Corroborando esse entendimento e acrescentando que a disciplina sobre a sucessão do companheiro representa verdadeira violação ao princípio da vedação de retrocesso social, Pablo Stolze Gagliano e Rodolfo Pamplona Filho[41] assim se manifestaram:

 

Em vez de buscar uma equiparação que respeitasse a dinâmica constitucional – uma vez que diferença não deve haver entre a viuvez de uma esposa (ou de um marido) e a de uma companheira (ou companheiro), pois ambas mantinham com o falecido um núcleo de afeto –, o legislador, em franca violação do princípio constitucional da vedação ao retrocesso, minimizou – e sob certo aspecto aniquilou – o direito hereditário da companheira (o) viúva (o). O mal localizado, pessimamente redigido e – em nosso entender – inconstitucional art. 1.790 do vigente Código Civil brasileiro confere à companheira (o) viúva (o) – em total dissonância com o tratamento dispensado ao cônjuge – um direito sucessório limitado aos bens adquiridos onerosamente no curso da união (o que poderia resultar na aquisição da herança pelo próprio Município), além de coloca-la (o) em situação inferior aos colaterais do morto (um tio ou um primo, por exemplo). De fato, trata-se de tratamento demeritório da união estável em face do matrimônio, com uma disciplina que a desprestigia como forma de relação afetiva. [...] Nesse contexto de grande divergência doutrinária, é firme o nosso pensamento no sentido da inconstitucionalidade do art. 1.790, na medida em que afronta o princípio da vedação de retrocesso [...], ao menoscabar a dignidade conferida à união estável, enquanto núcleo familiar, pelo art. 226, § 3º, da Constituição Federal.

 

No mesmo sentido, Maria Berenice Dias[42] também destaca a incongruência, pugnando pela inconstitucionalidade do tratamento discrepante:

 

Em sede de direito sucessório é onde fica mais flagrante o tratamento discriminatório concedido ao parceiro da união estável, sendo tratado – e muito mal – em um único dispositivo (CC 1.790). O cônjuge é herdeiro necessário e figura no terceiro lugar na ordem de vocação hereditária. O companheiro é somente herdeiro legítimo e herda depois dos parentes colaterais de quarto grau. O direito à concorrência sucessória também é diferente. Quando concorre com os descendentes e ascendentes, o direito do companheiro se limita aos bens adquiridos onerosamente na vigência do relacionamento. Com relação aos colaterais até quarto grau, o direito concorrente é calculado sobre a totalidade da herança, mas o companheiro faz jus somente a um terço da herança. É subtraída do parceiro sobrevivente a garantia da quarta parte da herança, quota mínima assegurada ao cônjuge sobrevivo, se concorrer com os filhos comuns (CC 1.832). A disparidade prossegue quanto ao direito real de habitação, outorgado somente ao cônjuge (CC 1.831). Ainda bem que a jurisprudência concede tal direito invocando a Lei 9.278/96. Outra diferenciação descabida é conceder ao companheiro o direito à herança somente quando inexistirem herdeiros. A ausência de uniformidade levada a efeito pela lei, além de desastrosa, é flagrantemente inconstitucional.

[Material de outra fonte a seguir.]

//! Escrow Engine CLI
//!
//! Command-line interface for replaying marketplace escrow events from CSV
//! files.
//!
//! # Usage
//!
//! ```bash
//! cargo run -- events.csv > orders.csv
//! cargo run -- --strategy sync events.csv > orders.csv
//! cargo run -- --strategy async --batch-size 2000 --max-concurrent 8 events.csv > orders.csv
//! ```
//!
//! The program reads replay events from the input CSV file, drives them
//! through the escrow engine using the selected strategy, and writes the
//! final order summaries to stdout. Logs go to stderr (configure with
//! `RUST_LOG`), so stdout stays clean CSV.
//!
//! # Exit Codes
//!
//! - 0: Success
//! - 1: Error (missing arguments, file not found, etc.)

use escrow_engine::cli;
use escrow_engine::strategy;
use std::process;
use tracing_subscriber::EnvFilter;

fn main() {
    tracing_subscriber::fmt()
        .with_env_filter(EnvFilter::try_from_default_env().unwrap_or_else(|_| EnvFilter::new("info")))
        .with_writer(std::io::stderr)
        .init();

    let args = cli::parse_args();

    let strategy = {
        let config = if matches!(args.strategy, cli::StrategyType::Async) {
            Some(args.to_batch_config())
        } else {
            None
        };
        strategy::create_strategy(args.strategy, config)
    };

    let mut output = std::io::stdout();
    if let Err(e) = strategy.process(&args.input_file, &mut output) {
        tracing::error!(error = %e, "replay failed");
        process::exit(1);
    }
}
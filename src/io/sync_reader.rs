//! Synchronous CSV reader with iterator interface
//!
//! Provides a streaming iterator over replay commands from a CSV event
//! file. Delegates CSV format concerns to the `csv_format` module.
//!
//! # Error Handling
//!
//! - Fatal errors (file not found) are returned from `new()`
//! - Individual row parsing errors are yielded as `Err` variants with the
//!   line number for debugging
//!
//! # Memory Efficiency
//!
//! Rows are read one at a time; memory usage does not grow with file size.

use crate::io::csv_format::{convert_event_row, EventRow, ReplayCommand};
use csv::{ReaderBuilder, Trim};
use std::fs::File;
use std::path::Path;

/// Synchronous CSV event reader
///
/// Provides an iterator interface over replay commands.
#[derive(Debug)]
pub struct SyncReader {
    reader: csv::Reader<File>,
    line_num: usize,
}

impl SyncReader {
    /// Create a new SyncReader from a file path
    ///
    /// The CSV reader trims whitespace from all fields and allows flexible
    /// field counts, since most columns are unused for most event kinds.
    ///
    /// # Errors
    ///
    /// Returns a message if the file cannot be opened.
    pub fn new(path: &Path) -> Result<Self, String> {
        let file = File::open(path)
            .map_err(|e| format!("Failed to open file '{}': {}", path.display(), e))?;

        let reader = ReaderBuilder::new()
            .trim(Trim::All)
            .flexible(true)
            .buffer_capacity(8 * 1024)
            .from_reader(file);

        Ok(Self {
            reader,
            line_num: 0,
        })
    }
}

impl Iterator for SyncReader {
    type Item = Result<ReplayCommand, String>;

    /// Get the next replay command from the CSV file
    ///
    /// # Returns
    ///
    /// * `Some(Ok(ReplayCommand))` - successfully parsed row
    /// * `Some(Err(String))` - parse or conversion error with line number
    /// * `None` - end of file reached
    fn next(&mut self) -> Option<Self::Item> {
        let mut deserializer = self.reader.deserialize::<EventRow>();

        match deserializer.next()? {
            Ok(event_row) => {
                self.line_num += 1;
                Some(
                    convert_event_row(event_row)
                        .map_err(|e| format!("Line {}: {}", self.line_num + 1, e)),
                )
            }
            Err(e) => {
                self.line_num += 1;
                Some(Err(format!(
                    "Line {}: CSV parse error: {}",
                    self.line_num + 1,
                    e
                )))
            }
        }
    }
}
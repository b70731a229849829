//! Order record storage
//!
//! The `OrderStore` is the single source of truth for order records. Every
//! mutation goes through a closure executed while the record's map entry is
//! locked, which gives each record a serialized read-modify-write cycle:
//! a transition re-validates the status it read only after the lock is held,
//! so two racing requests against one order cannot both pass validation.
//!
//! Different orders never contend with each other beyond map sharding.

use crate::types::{EscrowError, OrderId, OrderRecord};
use dashmap::mapref::entry::Entry;
use dashmap::try_result::TryResult;
use dashmap::DashMap;

/// Concurrent map of order id to record
#[derive(Debug, Default)]
pub struct OrderStore {
    /// Records by order id
    orders: DashMap<OrderId, OrderRecord>,
}

impl OrderStore {
    /// Create an empty store
    pub fn new() -> Self {
        OrderStore {
            orders: DashMap::new(),
        }
    }

    /// Insert a record for an unused id
    ///
    /// The builder closure runs while the vacant entry is reserved, so any
    /// side effect it performs (the escrow debit) and the insert form one
    /// unit: either both happen or neither does, and a concurrent open for
    /// the same id cannot slip in between.
    ///
    /// # Errors
    ///
    /// Returns `ValidationFailed` if a record already exists for the id, or
    /// the builder's error if it fails (nothing is inserted).
    pub fn insert_new<F>(&self, id: OrderId, build: F) -> Result<OrderRecord, EscrowError>
    where
        F: FnOnce() -> Result<OrderRecord, EscrowError>,
    {
        match self.orders.entry(id) {
            Entry::Occupied(_) => Err(EscrowError::validation_failed(
                id,
                "an order with this id already exists",
            )),
            Entry::Vacant(slot) => {
                let record = build()?;
                let inserted = slot.insert(record);
                Ok(inserted.value().clone())
            }
        }
    }

    /// Snapshot of a record
    pub fn get(&self, id: OrderId) -> Option<OrderRecord> {
        self.orders.get(&id).map(|record| record.value().clone())
    }

    /// Mutate a record under its entry lock, blocking on contention
    ///
    /// The closure sees the current record state and may reject the update
    /// by returning an error, in which case the record keeps its pre-call
    /// state. On success a snapshot of the updated record is returned.
    ///
    /// # Errors
    ///
    /// Returns `NotFound` if no record exists, or the closure's error.
    pub fn update<F>(&self, id: OrderId, mutate: F) -> Result<OrderRecord, EscrowError>
    where
        F: FnOnce(&mut OrderRecord) -> Result<(), EscrowError>,
    {
        let mut record = self
            .orders
            .get_mut(&id)
            .ok_or_else(|| EscrowError::not_found(id))?;

        mutate(record.value_mut())?;
        Ok(record.value().clone())
    }

    /// Mutate a record under its entry lock, failing fast on contention
    ///
    /// Identical to [`update`](Self::update) except that a record currently
    /// locked by another request yields `Retryable` instead of queueing.
    pub fn try_update<F>(&self, id: OrderId, mutate: F) -> Result<OrderRecord, EscrowError>
    where
        F: FnOnce(&mut OrderRecord) -> Result<(), EscrowError>,
    {
        match self.orders.try_get_mut(&id) {
            TryResult::Present(mut record) => {
                mutate(record.value_mut())?;
                Ok(record.value().clone())
            }
            TryResult::Absent => Err(EscrowError::not_found(id)),
            TryResult::Locked => Err(EscrowError::retryable(id)),
        }
    }

    /// Snapshot of all records
    pub fn all(&self) -> Vec<OrderRecord> {
        self.orders
            .iter()
            .map(|entry| entry.value().clone())
            .collect()
    }

    /// Number of stored records
    pub fn len(&self) -> usize {
        self.orders.len()
    }

    /// Whether the store holds no records
    pub fn is_empty(&self) -> bool {
        self.orders.is_empty()
    }
}
//! Benchmark suite for escrow transitions
//!
//! Measures the cost of driving an order through its lifecycle, using the
//! divan benchmarking framework.
//!
//! # Running Benchmarks
//!
//! ```bash
//! cargo bench
//! ```

use escrow_engine::{DisputeDecision, EscrowEngine, OpenOrder, OrderEvent};
use escrow_engine::{Actor, OrderId};
use rust_decimal::Decimal;

fn main() {
    divan::main();
}

const PAYER: u64 = 10;
const PAYEE: u64 = 20;
const ADMIN: u64 = 99;

fn open(engine: &EscrowEngine, id: OrderId, amount: Decimal) {
    engine.fund(PAYER, amount).unwrap();
    engine
        .open(OpenOrder {
            id,
            conversation: id,
            message: None,
            title: String::new(),
            description: String::new(),
            amount,
            deadline: None,
            payer: PAYER,
            payee: PAYEE,
        })
        .unwrap();
}

/// Full happy path: open, accept, start, deliver, confirm
#[divan::bench]
fn confirmation_lifecycle() {
    let engine = EscrowEngine::new();
    let amount = Decimal::new(1000000, 4);

    open(&engine, 1, amount);
    engine.accept(1, PAYEE).unwrap();
    engine
        .apply(1, Actor::Party(PAYEE), OrderEvent::StartWork)
        .unwrap();
    engine
        .apply(1, Actor::Party(PAYEE), OrderEvent::Deliver)
        .unwrap();
    engine
        .apply(1, Actor::Party(PAYER), OrderEvent::ConfirmCompletion)
        .unwrap();
}

/// Dispute path: open, accept, dispute, release
#[divan::bench]
fn dispute_resolution_lifecycle() {
    let engine = EscrowEngine::new();
    let amount = Decimal::new(1000000, 4);

    open(&engine, 1, amount);
    engine.accept(1, PAYEE).unwrap();
    engine
        .apply(
            1,
            Actor::Party(PAYER),
            OrderEvent::RaiseDispute {
                reason: "benchmark dispute".to_string(),
            },
        )
        .unwrap();
    engine
        .resolve_dispute(1, ADMIN, DisputeDecision::Release, None)
        .unwrap();
}

/// Many independent orders on one engine
#[divan::bench]
fn hundred_independent_orders() {
    let engine = EscrowEngine::new();
    let amount = Decimal::new(10000, 4);

    for id in 1..=100u64 {
        open(&engine, id, amount);
        engine.accept(id, PAYEE).unwrap();
        engine
            .apply(id, Actor::Party(PAYEE), OrderEvent::StartWork)
            .unwrap();
        engine
            .apply(id, Actor::Party(PAYEE), OrderEvent::Deliver)
            .unwrap();
        engine
            .apply(id, Actor::Party(PAYER), OrderEvent::ConfirmCompletion)
            .unwrap();
    }
}
//! Order-related types for the escrow engine
//!
//! This module defines the order record held in escrow, its status and
//! lifecycle events, and the actor model used for authorization.

use chrono::{DateTime, Utc};
use rust_decimal::Decimal;
use serde::{Deserialize, Serialize};

/// Order identifier
pub type OrderId = u64;

/// Party identifier (payer or payee)
pub type PartyId = u64;

/// Administrator identifier
pub type AdminId = u64;

/// Conversation the order was negotiated in
pub type ConversationId = u64;

/// Message the order originated from
pub type MessageId = u64;

/// Lifecycle status of an order transaction
///
/// The happy path runs `Pending -> Accepted -> InProgress -> Delivered ->
/// Completed -> Released`. `Dispute` branches off any pre-completion status
/// and is resolved by an administrator into `Refunded` or `Released`.
/// `Cancelled`, `Refunded`, and `Released` are terminal: once reached, no
/// further event is accepted and no further money moves.
#[derive(Debug, Clone, Copy, PartialEq, Eq, Serialize, Deserialize)]
#[serde(rename_all = "snake_case")]
pub enum OrderStatus {
    /// Created, waiting for the payee to accept
    Pending,

    /// Accepted by the payee; the escrowed amount is committed
    Accepted,

    /// The payee is working on the order
    InProgress,

    /// Work handed over, waiting for the payer's confirmation
    Delivered,

    /// Confirmed by the payer or force-completed by an administrator
    ///
    /// Transient: completion is immediately followed by the internal
    /// release step within the same unit of work.
    Completed,

    /// Funds paid out to the payee (terminal)
    Released,

    /// Contested by either party, waiting for administrator arbitration
    Dispute,

    /// Cancelled by an administrator, payer refunded (terminal)
    Cancelled,

    /// Dispute resolved in the payer's favor, payer refunded (terminal)
    Refunded,
}

impl OrderStatus {
    /// Whether this status is terminal
    ///
    /// A terminal record accepts no further events; the escrowed amount has
    /// been credited to exactly one party.
    pub fn is_terminal(self) -> bool {
        matches!(
            self,
            OrderStatus::Cancelled | OrderStatus::Refunded | OrderStatus::Released
        )
    }

    /// Stable lowercase name, used in CSV output and error messages
    pub fn as_str(self) -> &'static str {
        match self {
            OrderStatus::Pending => "pending",
            OrderStatus::Accepted => "accepted",
            OrderStatus::InProgress => "in_progress",
            OrderStatus::Delivered => "delivered",
            OrderStatus::Completed => "completed",
            OrderStatus::Released => "released",
            OrderStatus::Dispute => "dispute",
            OrderStatus::Cancelled => "cancelled",
            OrderStatus::Refunded => "refunded",
        }
    }
}

/// Who is performing an event
///
/// Administrators are a distinct privileged capability, not a party role:
/// override events require `Actor::Admin` and no party id ever satisfies
/// that check.
#[derive(Debug, Clone, Copy, PartialEq, Eq, Serialize, Deserialize)]
pub enum Actor {
    /// One of the two counterparties on the record
    Party(PartyId),

    /// A platform administrator
    Admin(AdminId),
}

/// Administrator ruling on a disputed order
#[derive(Debug, Clone, Copy, PartialEq, Eq)]
pub enum DisputeDecision {
    /// Return the escrowed amount to the payer
    Refund,

    /// Pay the escrowed amount out to the payee
    Release,
}

/// Lifecycle event applied to an order
///
/// Counterparty events (`Accept` through `RaiseDispute`) drive the normal
/// flow; `ResolveDispute`, `ForceCancel`, and `ForceComplete` are
/// administrator-only.
#[derive(Debug, Clone, PartialEq)]
pub enum OrderEvent {
    /// Payee accepts the order (`pending -> accepted`)
    Accept,

    /// Payee starts working (`accepted -> in_progress`)
    StartWork,

    /// Payee hands the work over (`in_progress -> delivered`)
    Deliver,

    /// Payer sends delivered work back for rework (`delivered -> in_progress`)
    ///
    /// Increments the revision counter; no money moves.
    RequestRevision { reason: String },

    /// Payer confirms the delivered work (`delivered -> completed -> released`)
    ///
    /// Settles the escrowed amount to the payee.
    ConfirmCompletion,

    /// Either party contests the order (`-> dispute`)
    RaiseDispute { reason: String },

    /// Administrator arbitrates a disputed order (`dispute -> refunded | released`)
    ResolveDispute {
        decision: DisputeDecision,
        note: Option<String>,
    },

    /// Administrator cancels and refunds the payer (`-> cancelled`)
    ///
    /// Requires a reason of at least ten characters.
    ForceCancel { reason: String },

    /// Administrator completes and pays the payee (`-> completed -> released`)
    ForceComplete { note: Option<String> },
}

impl OrderEvent {
    /// Stable event name for logs and error messages
    pub fn name(&self) -> &'static str {
        match self {
            OrderEvent::Accept => "accept",
            OrderEvent::StartWork => "start_work",
            OrderEvent::Deliver => "deliver",
            OrderEvent::RequestRevision { .. } => "request_revision",
            OrderEvent::ConfirmCompletion => "confirm_completion",
            OrderEvent::RaiseDispute { .. } => "raise_dispute",
            OrderEvent::ResolveDispute { .. } => "resolve_dispute",
            OrderEvent::ForceCancel { .. } => "force_cancel",
            OrderEvent::ForceComplete { .. } => "force_complete",
        }
    }
}

/// Request to create a new order in escrow
///
/// Supplied by the order-creation collaborator. The engine validates the
/// amount and counterparties, debits the payer's wallet, and inserts the
/// record in `Pending`.
#[derive(Debug, Clone, PartialEq)]
pub struct OpenOrder {
    pub id: OrderId,
    pub conversation: ConversationId,
    pub message: Option<MessageId>,
    pub title: String,
    pub description: String,
    pub amount: Decimal,
    pub deadline: Option<DateTime<Utc>>,
    pub payer: PartyId,
    pub payee: PartyId,
}

/// The escrowed order transaction record
///
/// Single source of truth for one order's status, counterparties, audit
/// fields, and timestamps. `amount` is fixed for the life of the record.
/// Every timestamp is written on the first occurrence of its event and never
/// cleared; the three `revision_*` fields are the only ones overwritten, by
/// each subsequent revision request.
#[derive(Debug, Clone, PartialEq, Serialize)]
pub struct OrderRecord {
    pub id: OrderId,
    pub conversation: ConversationId,
    pub message: Option<MessageId>,
    pub title: String,
    pub description: String,

    /// Escrowed amount, immutable after creation
    pub amount: Decimal,

    pub status: OrderStatus,

    /// Advisory only; expiry drives no transition
    pub deadline: Option<DateTime<Utc>>,

    /// Party funding the order; receives any refund
    pub payer: PartyId,

    /// Party performing the work; receives the payout
    pub payee: PartyId,

    pub cancelled_by: Option<Actor>,
    pub dispute_raised_by: Option<Actor>,
    pub revision_requested_by: Option<Actor>,

    pub cancellation_reason: Option<String>,
    pub dispute_reason: Option<String>,
    pub revision_reason: Option<String>,

    /// Number of revision requests over the record's lifetime
    pub revision_count: u32,

    /// Administrator note attached by an override or arbitration
    pub admin_note: Option<String>,

    pub created_at: DateTime<Utc>,
    pub accepted_at: Option<DateTime<Utc>>,
    pub delivered_at: Option<DateTime<Utc>>,
    pub completed_at: Option<DateTime<Utc>>,
    pub cancelled_at: Option<DateTime<Utc>>,
    pub released_at: Option<DateTime<Utc>>,
    pub dispute_raised_at: Option<DateTime<Utc>>,
    pub revision_requested_at: Option<DateTime<Utc>>,
}

impl OrderRecord {
    /// Create a pending record from an open request
    pub fn new(request: OpenOrder, created_at: DateTime<Utc>) -> Self {
        OrderRecord {
            id: request.id,
            conversation: request.conversation,
            message: request.message,
            title: request.title,
            description: request.description,
            amount: request.amount,
            status: OrderStatus::Pending,
            deadline: request.deadline,
            payer: request.payer,
            payee: request.payee,
            cancelled_by: None,
            dispute_raised_by: None,
            revision_requested_by: None,
            cancellation_reason: None,
            dispute_reason: None,
            revision_reason: None,
            revision_count: 0,
            admin_note: None,
            created_at,
            accepted_at: None,
            delivered_at: None,
            completed_at: None,
            cancelled_at: None,
            released_at: None,
            dispute_raised_at: None,
            revision_requested_at: None,
        }
    }

    /// Whether an administrator can arbitrate this record
    pub fn can_resolve(&self) -> bool {
        self.status == OrderStatus::Dispute
    }

    /// Whether an administrator can force-cancel this record
    pub fn can_cancel(&self) -> bool {
        !self.status.is_terminal() && self.status != OrderStatus::Completed
    }

    /// Whether an administrator can force-complete this record
    pub fn can_complete(&self) -> bool {
        matches!(
            self.status,
            OrderStatus::Accepted | OrderStatus::InProgress | OrderStatus::Delivered
        )
    }

    /// Whether the given party is one of the two counterparties
    pub fn is_counterparty(&self, party: PartyId) -> bool {
        party == self.payer || party == self.payee
    }
}

#[cfg(test)]
mod tests {
    use super::*;
    use rstest::rstest;

    fn open_request() -> OpenOrder {
        OpenOrder {
            id: 1,
            conversation: 7,
            message: Some(42),
            title: "logo design".to_string(),
            description: "three concepts, vector deliverables".to_string(),
            amount: Decimal::new(5000000, 4),
            deadline: None,
            payer: 10,
            payee: 20,
        }
    }

    #[rstest]
    #[case(OrderStatus::Pending, false)]
    #[case(OrderStatus::Accepted, false)]
    #[case(OrderStatus::InProgress, false)]
    #[case(OrderStatus::Delivered, false)]
    #[case(OrderStatus::Completed, false)]
    #[case(OrderStatus::Dispute, false)]
    #[case(OrderStatus::Released, true)]
    #[case(OrderStatus::Cancelled, true)]
    #[case(OrderStatus::Refunded, true)]
    fn test_terminal_statuses(#[case] status: OrderStatus, #[case] terminal: bool) {
        assert_eq!(status.is_terminal(), terminal);
    }

    #[rstest]
    #[case(OrderStatus::Pending, "pending")]
    #[case(OrderStatus::InProgress, "in_progress")]
    #[case(OrderStatus::Released, "released")]
    #[case(OrderStatus::Refunded, "refunded")]
    fn test_status_names(#[case] status: OrderStatus, #[case] name: &str) {
        assert_eq!(status.as_str(), name);
    }

    #[test]
    fn test_new_record_is_pending_with_no_event_fields() {
        let record = OrderRecord::new(open_request(), Utc::now());

        assert_eq!(record.status, OrderStatus::Pending);
        assert_eq!(record.revision_count, 0);
        assert_eq!(record.amount, Decimal::new(5000000, 4));
        assert!(record.accepted_at.is_none());
        assert!(record.delivered_at.is_none());
        assert!(record.completed_at.is_none());
        assert!(record.cancelled_at.is_none());
        assert!(record.released_at.is_none());
        assert!(record.dispute_raised_at.is_none());
        assert!(record.revision_requested_at.is_none());
        assert!(record.cancelled_by.is_none());
        assert!(record.admin_note.is_none());
    }

    #[rstest]
    #[case(OrderStatus::Dispute, true, true, false)]
    #[case(OrderStatus::Pending, false, true, false)]
    #[case(OrderStatus::Accepted, false, true, true)]
    #[case(OrderStatus::InProgress, false, true, true)]
    #[case(OrderStatus::Delivered, false, true, true)]
    #[case(OrderStatus::Completed, false, false, false)]
    #[case(OrderStatus::Released, false, false, false)]
    #[case(OrderStatus::Cancelled, false, false, false)]
    #[case(OrderStatus::Refunded, false, false, false)]
    fn test_admin_action_flags(
        #[case] status: OrderStatus,
        #[case] resolve: bool,
        #[case] cancel: bool,
        #[case] complete: bool,
    ) {
        let mut record = OrderRecord::new(open_request(), Utc::now());
        record.status = status;

        assert_eq!(record.can_resolve(), resolve);
        assert_eq!(record.can_cancel(), cancel);
        assert_eq!(record.can_complete(), complete);
    }

    #[test]
    fn test_counterparty_check() {
        let record = OrderRecord::new(open_request(), Utc::now());

        assert!(record.is_counterparty(10));
        assert!(record.is_counterparty(20));
        assert!(!record.is_counterparty(30));
    }

    #[test]
    fn test_event_names_are_stable() {
        assert_eq!(OrderEvent::Accept.name(), "accept");
        assert_eq!(
            OrderEvent::RequestRevision {
                reason: "r".to_string()
            }
            .name(),
            "request_revision"
        );
        assert_eq!(
            OrderEvent::ResolveDispute {
                decision: DisputeDecision::Refund,
                note: None
            }
            .name(),
            "resolve_dispute"
        );
    }
}
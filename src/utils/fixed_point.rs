// src/utils/fixed_point.rs

/// Largest magnitude written as int16, so that -1.0 never lands on the
/// no-data value at the default scale factor.
const FIXED_POINT_LIMIT: f32 = 0.9999;

pub fn to_fixed_point(pixels: &[Option<f32>], scale_factor: i32, nodata_value: i16) -> Vec<i16> {
    pixels
        .iter()
        .map(|value| match value {
            None => nodata_value,
            Some(value) => {
                // Clamp to avoid overflow and scale
                let clamped = value.clamp(-FIXED_POINT_LIMIT, FIXED_POINT_LIMIT);
                (clamped * scale_factor as f32).round() as i16
            }
        })
        .collect()
}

Também pela inconstitucionalidade, Thiago Faria[43] refere que o artigo 1.790 do Código Civil é um dos dispositivos mais criticados da ordem civilista, pois atribui restrições aos direitos sucessórios do companheiro em relação ao cônjuge.

Sílvio de Salvo Venosa[44], seguindo a linha majoritária na doutrina, salientou que passou a haver “um retrocesso na amplitude dos direitos hereditários dos companheiros no Código de 2002”.

Eduardo de Oliveira Leite[45], ao se referir à sucessão do companheiro, preconiza que a garantia de apenas 1/3 da herança ao companheiro sobrevivente, sendo os outros 2/3 destinados aos demais parentes sucessíveis, nos casos em que não há descendentes nem ascendentes, configura “inquestionável retrocesso”.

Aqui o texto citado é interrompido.